C'est peu de dire que Léon Werth est aujourd'hui un écrivain presque totalement oublié et, n'était cette dédicace octroyée par Antoine de Saint-Exupéry à son si cher ami en frontispice de l'une des oeuvres françaises les plus lues, connues et publiées au monde, le Petit Prince, gageons que cet écrivain rare, cet ami fidèle et bien-aimant, ce prosateur de l'intime (sans être pour autant intimiste) au style impeccable serait aujourd'hui parfaitement oublié. Osons le reconnaître, ce serait un manque véritable et il faut aussi en remercier les belles éditions Viviane Hamy qui, sans relâche, ont réédité les principaux titres de l'auteur (douze titres).
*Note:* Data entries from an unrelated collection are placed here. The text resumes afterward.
//! Implicit cable integrator for one cell.
//!
//! Compartments are numbered breadth-first from the root so that every
//! node's parent has a smaller index. The backward-Euler system
//!
//! ```text
//! (C_i/dt + G_i + sum_j a_ij) V_i' - sum_j a_ij V_j' = C_i/dt V_i + sum g E + I_inj
//! ```
//!
//! is then tridiagonal on the tree and is solved in O(n) by eliminating
//! leaves into parents and back-substituting from the root.

use std::collections::VecDeque;

use tracing::debug;

use crate::channel::Conductance;
use crate::morphology::{Location, Morphology};

/// Point-process input on one node for the coming step.
#[derive(Clone, Copy, Debug, Default, PartialEq)]
pub struct NodeInput {
    /// Synaptic branches (uS, uS*mV)
    pub conductance: Conductance,
    /// Stimulus current (nA)
    pub current: f64,
}

/// A voltage left the finite range during a solve.
#[derive(Clone, Copy, Debug, PartialEq)]
pub struct Diverged {
    pub location: Location,
    pub value: f64,
}

#[derive(Clone, Debug)]
pub struct CableTree {
    nodes: Vec<Location>,
    parent: Vec<usize>,
    /// Axial conductance to the parent (uS); unused for the root
    axial: Vec<f64>,
    capacitance: Vec<f64>,
    /// node_of[section][index]
    node_of: Vec<Vec<usize>>,
    diag: Vec<f64>,
    rhs: Vec<f64>,
    v_pre: Vec<f64>,
}

impl CableTree {
    /// Flatten a morphology. The caller guarantees a single root (see `Morphology::root`).
    pub fn build(morphology: &Morphology, root: usize) -> Self {
        let sections = morphology.sections();

        // children[section][index] -> child locations
        let mut children: Vec<Vec<Vec<Location>>> =
            sections.iter().map(|s| vec![Vec::new(); s.nseg()]).collect();
        for (sid, s) in sections.iter().enumerate() {
            for i in 1..s.nseg() {
                children[sid][i - 1].push(Location { section: sid, index: i });
            }
            if let Some((p, x)) = s.parent() {
                // `connect` validated the position
                let at = sections[p].locate(x).unwrap_or(0);
                children[p][at].push(Location { section: sid, index: 0 });
            }
        }

        let n = morphology.compartment_count();
        let mut nodes = Vec::with_capacity(n);
        let mut parent = Vec::with_capacity(n);
        let mut node_of: Vec<Vec<usize>> = sections.iter().map(|s| vec![0; s.nseg()]).collect();

        let mut queue = VecDeque::new();
        queue.push_back((Location { section: root, index: 0 }, 0usize));
        while let Some((loc, up)) = queue.pop_front() {
            let id = nodes.len();
            node_of[loc.section][loc.index] = id;
            nodes.push(loc);
            parent.push(up);
            for &c in &children[loc.section][loc.index] {
                queue.push_back((c, id));
            }
        }

        let comp = |loc: Location| &sections[loc.section].compartments()[loc.index];
        let capacitance = nodes.iter().map(|&l| comp(l).membrane_capacitance()).collect();
        let axial = nodes
            .iter()
            .enumerate()
            .map(|(i, &l)| {
                if i == 0 {
                    0.0
                } else {
                    comp(l).axial_conductance_to(comp(nodes[parent[i]]))
                }
            })
            .collect();

        debug!(nodes = nodes.len(), sections = sections.len(), "flattened cable tree");

        Self {
            node_of,
            axial,
            capacitance,
            diag: vec![0.0; nodes.len()],
            rhs: vec![0.0; nodes.len()],
            v_pre: vec![0.0; nodes.len()],
            nodes,
            parent,
        }
    }

    pub fn len(&self) -> usize {
        self.nodes.len()
    }

    pub fn is_empty(&self) -> bool {
        self.nodes.is_empty()
    }

    pub fn node(&self, loc: Location) -> usize {
        self.node_of[loc.section][loc.index]
    }

    pub fn location(&self, node: usize) -> Location {
        self.nodes[node]
    }

    pub fn parent(&self, node: usize) -> Option<usize> {
        if node == 0 {
            None
        } else {
            Some(self.parent[node])
        }
    }

    pub fn axial_conductance(&self, node: usize) -> f64 {
        self.axial[node]
    }

    /// Advance gates and voltages of every compartment by `dt`.
    ///
    /// Gates move first using the pre-step voltage, then voltages are solved
    /// with the resulting channel conductances plus `inputs` (indexed by node).
    pub fn advance(
        &mut self,
        morphology: &mut Morphology,
        inputs: &[NodeInput],
        dt: f64,
    ) -> Result<(), Diverged> {
        let n = self.nodes.len();
        debug_assert_eq!(inputs.len(), n);

        for i in 0..n {
            let c = morphology.at_mut(self.nodes[i]);
            let v = c.v;
            self.v_pre[i] = v;
            for mech in c.mechanisms_mut() {
                mech.advance(v, dt);
            }

            let ionic = c.ionic_conductance();
            let input = &inputs[i];
            let cdt = self.capacitance[i] / dt;
            self.diag[i] = cdt + ionic.g + input.conductance.g;
            self.rhs[i] = cdt * v + ionic.ge + input.conductance.ge + input.current + c.i_inj;
        }

        for i in 1..n {
            let a = self.axial[i];
            self.diag[i] += a;
            self.diag[self.parent[i]] += a;
        }

        // Off-diagonal entry between i and parent[i] is -axial[i].
        for i in (1..n).rev() {
            let p = self.parent[i];
            let f = -self.axial[i] / self.diag[i];
            self.diag[p] += f * self.axial[i];
            self.rhs[p] -= f * self.rhs[i];
        }

        let mut diverged = None;
        for i in 0..n {
            let v = if i == 0 {
                self.rhs[0] / self.diag[0]
            } else {
                let vp = self.v_pre[self.parent[i]];
                (self.rhs[i] + self.axial[i] * vp) / self.diag[i]
            };
            // v_pre now holds solved voltages for nodes < i
            self.v_pre[i] = v;
            if !v.is_finite() && diverged.is_none() {
                diverged = Some(Diverged {
                    location: self.nodes[i],
                    value: v,
                });
            }
        }

        for i in 0..n {
            morphology.at_mut(self.nodes[i]).v = self.v_pre[i];
        }

        match diverged {
            Some(d) => Err(d),
            None => Ok(()),
        }
    }
}

#[cfg(test)]
mod tests {
    use super::*;
    use crate::channel::{Mechanism, PassiveParams};
    use crate::morphology::Section;
    use approx::assert_abs_diff_eq;

    fn branched() -> (Morphology, usize) {
        let mut m = Morphology::new();
        let soma = m.add_section(Section::new("soma", 20.0, 20.0, 1, 100.0, 1.0).unwrap());
        let a = m.add_section(Section::new("a", 200.0, 2.0, 4, 100.0, 1.0).unwrap());
        let b = m.add_section(Section::new("b", 200.0, 2.0, 4, 100.0, 1.0).unwrap());
        m.connect(a, soma, 1.0).unwrap();
        m.connect(b, soma, 0.0).unwrap();
        for s in [soma, a, b] {
            m.section_mut(s)
                .unwrap()
                .insert(Mechanism::passive(PassiveParams { g: 0.001, e: -70.0 }).unwrap());
        }
        (m, soma)
    }

    #[test]
    fn parents_precede_children() {
        let (m, root) = branched();
        let tree = CableTree::build(&m, root);
        assert_eq!(tree.len(), 9);
        assert_eq!(tree.location(0), Location { section: root, index: 0 });
        for i in 1..tree.len() {
            assert!(tree.parent(i).unwrap() < i);
            assert!(tree.axial_conductance(i) > 0.0);
        }
        // every location maps back to itself
        for i in 0..tree.len() {
            assert_eq!(tree.node(tree.location(i)), i);
        }
    }

    #[test]
    fn uniform_rest_is_a_fixed_point() {
        let (mut m, root) = branched();
        let mut tree = CableTree::build(&m, root);
        for s in 0..m.len() {
            for c in m.section_mut(s).unwrap().compartments_mut() {
                c.initialize(-70.0);
            }
        }
        let inputs = vec![NodeInput::default(); tree.len()];
        for _ in 0..100 {
            tree.advance(&mut m, &inputs, 0.025).unwrap();
        }
        for s in m.sections() {
            for c in s.compartments() {
                assert_abs_diff_eq!(c.v, -70.0, epsilon = 1e-9);
            }
        }
    }

    #[test]
    fn current_spreads_and_attenuates() {
        let (mut m, root) = branched();
        let mut tree = CableTree::build(&m, root);
        for s in 0..m.len() {
            for c in m.section_mut(s).unwrap().compartments_mut() {
                c.initialize(-70.0);
            }
        }
        let mut inputs = vec![NodeInput::default(); tree.len()];
        let tip = tree.node(Location { section: 1, index: 3 });
        inputs[tip].current = 0.05;
        for _ in 0..400 {
            tree.advance(&mut m, &inputs, 0.025).unwrap();
        }
        let v = |s: usize, i: usize| m.compartment(Location { section: s, index: i }).unwrap().v;
        // depolarized where injected, decaying towards the soma and the sibling branch
        assert!(v(1, 3) > v(1, 0));
        assert!(v(1, 0) > v(0, 0));
        assert!(v(0, 0) > v(2, 3));
        assert!(v(2, 3) > -70.0);
    }

    #[test]
    fn implicit_solve_is_stable_with_huge_steps() {
        let (mut m, root) = branched();
        let mut tree = CableTree::build(&m, root);
        for s in 0..m.len() {
            for c in m.section_mut(s).unwrap().compartments_mut() {
                c.initialize(0.0);
            }
        }
        let inputs = vec![NodeInput::default(); tree.len()];
        for _ in 0..10 {
            tree.advance(&mut m, &inputs, 50.0).unwrap();
        }
        for s in m.sections() {
            for c in s.compartments() {
                assert!(c.v <= 0.0 && c.v >= -70.0 - 1e-9);
            }
        }
    }

    #[test]
    fn non_finite_input_reports_divergence() {
        let (mut m, root) = branched();
        let mut tree = CableTree::build(&m, root);
        let mut inputs = vec![NodeInput::default(); tree.len()];
        inputs[3].current = f64::INFINITY;
        let err = tree.advance(&mut m, &inputs, 0.025).unwrap_err();
        assert!(!err.value.is_finite());
    }
}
Écrivain méconnu, donc, et pourtant... Entre son "Déposition" (certes c'est un journal, moins populaire, sans doute, que la forme romanesque classique) et ce présent 33 jours, très proche du récit témoignage, Léon Werth avait - a - tout ce qu'il faut pour motiver nombre de lecteurs, d'autant que sa plume, sans concession mais belle et souvent incisive, a tout pour convaincre. Mais qu'en est-il donc de ce texte ?

Nous sommes le 10 juin 1940. La "drôle de guerre" a pris fin le mois précédent avec l'attaque éclair des forces nazis et la percée des allemands s'est faite quasi sans discontinuer. Ils sont presque aux porte de Paris. C'est la débandade, les parisiens n'ont plus qu'une idée en tête : fuir en province, qui chez une vieille tante un peu oubliée, qui dans la maison de campagne, qui chez des amis compréhensifs. Même s'il n'en éprouve pas le désir pressant, Sur les conseils appuyés d'un ami, Léon Werth qui habitait alors en plein coeur de Paris va suivre le mouvement, se lançant sur les routes de France en direction de St Amour, dans le Jura, où notre grand témoin possède une maison de campagne. le 11 à neuf heures, ils sont partis, au volant de la vieille Bugatti trois litres de 1932. «Nous pensons, sans nous presser, arriver vers cinq heures de l'après-midi» affirme-t-il, serein, dans les premières pages contant cette rocambolesque et parfois dangereuse odyssée. le fils de seize ans est déjà parti, en compagnie de deux amis, quelques heures auparavant. Ce sera une affaire de rien... Qui, comme le nom de ce texte l'indique assez bien, durera pourtant 33 jours !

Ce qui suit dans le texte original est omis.